Mais si vous êtes quelquun qui ne compte pas dépenser des milliers de dollars en soins médicaux vos dépenses au début de lannée, il se peut que vous natteigniez pas votre montant maximal, quil soit bas ou élevé.
Souvent, les régimes avec des franchises faibles et des frais remboursables sont compensés par primes plus élevées. Donc, si vous ne prévoyez pas atteindre votre montant maximal avant la fin de lannée, il pourrait être plus abordable pour vous dopter pour un plan avec une prime inférieure. Il peut y avoir de nombreux facteurs à prendre en compte, cest pourquoi il peut être utile de parler à un agent dassurance agréé en cybersanté qui peut discuter de vos options et trouver un plan qui correspond à votre situation.

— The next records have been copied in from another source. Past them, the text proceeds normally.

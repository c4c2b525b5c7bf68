use crate::domain::ports::Storage;
use crate::utils::error::Result;
use std::path::{Path, PathBuf};
use std::sync::atomic::{AtomicU64, Ordering};

static TMP_SEQ: AtomicU64 = AtomicU64::new(0);

/// File storage rooted at a data directory.
#[derive(Debug, Clone)]
pub struct LocalStorage {
    base_path: PathBuf,
}

impl LocalStorage {
    pub fn new<P: Into<PathBuf>>(base_path: P) -> Self {
        Self {
            base_path: base_path.into(),
        }
    }
}

impl Storage for LocalStorage {
    async fn read_file(&self, path: &str) -> Result<Vec<u8>> {
        let full_path = self.base_path.join(path);
        let data = tokio::fs::read(full_path).await?;
        Ok(data)
    }

    async fn write_file(&self, path: &str, data: &[u8]) -> Result<()> {
        let full_path = self.base_path.join(path);

        if let Some(parent) = full_path.parent() {
            tokio::fs::create_dir_all(parent).await?;
        }

        // 先寫暫存檔再改名，避免讀到寫一半的檔案；每次寫入用不同的暫存檔
        let tmp_path = unique_tmp_path(&full_path);
        let written = match tokio::fs::write(&tmp_path, data).await {
            Ok(()) => tokio::fs::rename(&tmp_path, &full_path).await,
            Err(e) => Err(e),
        };
        if let Err(e) = written {
            let _ = tokio::fs::remove_file(&tmp_path).await;
            return Err(e.into());
        }
        Ok(())
    }
}

fn unique_tmp_path(target: &Path) -> PathBuf {
    let name = target
        .file_name()
        .map(|n| n.to_string_lossy().into_owned())
        .unwrap_or_default();
    target.with_file_name(format!(
        ".{}.{}.{}.tmp",
        name,
        std::process::id(),
        TMP_SEQ.fetch_add(1, Ordering::Relaxed)
    ))
}

/// Reads a file, treating a missing file as `None`.
pub(crate) async fn read_optional<S: Storage>(storage: &S, path: &str) -> Result<Option<Vec<u8>>> {
    match storage.read_file(path).await {
        Ok(data) => Ok(Some(data)),
        Err(crate::utils::error::GateError::IoError(e))
            if e.kind() == std::io::ErrorKind::NotFound =>
        {
            Ok(None)
        }
        Err(e) => Err(e),
    }
}
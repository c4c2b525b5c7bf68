use crate::utils::error::{GateError, Result};
use std::collections::HashSet;
use url::Url;

pub trait Validate {
    fn validate(&self) -> Result<()>;
}

fn invalid(field: &str, value: &str, reason: impl Into<String>) -> GateError {
    GateError::InvalidConfigValueError {
        field: field.to_string(),
        value: value.to_string(),
        reason: reason.into(),
    }
}

/// Endpoint for the remote resolver. The ZIP is appended as a path segment, so the
/// URL must be http(s) and must not carry a query or fragment.
pub fn validate_url(field_name: &str, url_str: &str) -> Result<()> {
    let url = Url::parse(url_str.trim())
        .map_err(|e| invalid(field_name, url_str, format!("Invalid URL: {}", e)))?;

    if !matches!(url.scheme(), "http" | "https") {
        return Err(invalid(
            field_name,
            url_str,
            format!("Unsupported URL scheme: {}", url.scheme()),
        ));
    }
    if url.query().is_some() || url.fragment().is_some() {
        return Err(invalid(
            field_name,
            url_str,
            "ZIP is appended to the path; remove the query or fragment",
        ));
    }
    Ok(())
}

pub fn validate_path(field_name: &str, path: &str) -> Result<()> {
    if path.trim().is_empty() {
        return Err(invalid(field_name, path, "Path cannot be empty"));
    }
    if path.contains('\0') {
        return Err(invalid(field_name, path, "Path contains null bytes"));
    }
    Ok(())
}

pub fn validate_file_extension(field_name: &str, file: &str, allowed_extensions: &[&str]) -> Result<()> {
    let allowed_set: HashSet<&str> = allowed_extensions.iter().copied().collect();

    match std::path::Path::new(file)
        .extension()
        .and_then(|ext| ext.to_str())
    {
        Some(extension) if allowed_set.contains(extension) => Ok(()),
        Some(extension) => Err(invalid(
            field_name,
            file,
            format!(
                "Unsupported file extension: {}. Allowed extensions: {}",
                extension,
                allowed_extensions.join(", ")
            ),
        )),
        None => Err(invalid(field_name, file, "File has no extension")),
    }
}

pub fn validate_required_field<'a, T>(field_name: &str, value: &'a Option<T>) -> Result<&'a T> {
    value.as_ref().ok_or_else(|| GateError::MissingConfigError {
        field: field_name.to_string(),
    })
}

pub fn validate_non_empty_string(field_name: &str, value: &str) -> Result<()> {
    if value.trim().is_empty() {
        return Err(GateError::ValidationError {
            message: format!("{} cannot be empty", field_name),
        });
    }
    Ok(())
}

pub fn validate_range<T: PartialOrd + std::fmt::Display + Copy>(
    field_name: &str,
    value: T,
    min: T,
    max: T,
) -> Result<()> {
    if value < min || value > max {
        return Err(invalid(
            field_name,
            &value.to_string(),
            format!("Value must be between {} and {}", min, max),
        ));
    }
    Ok(())
}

Comment trouver un plan cela me convient?
Trouver un plan qui vous convient se résumera à comprendre vos priorités, votre budget et vos besoins médicaux. Si vous avez besoin d’aide pour explorer les options de régimes de santé individuels et familiaux, les agents d’assurance agréés de eHealth peuvent vous offrir leur expertise. Appelez-nous simplement pour obtenir une assistance personnalisée dès aujourdhui ou commencez à naviguer à votre convenance à laide de loutil de recherche de plans.
Chaque plan a ses propres conditions et limites, alors assurez-vous de consulter les documents officiels du plan pour comprendre comment ce plan spécifique fonctionne. Cet article est uniquement destiné à lenseignement général.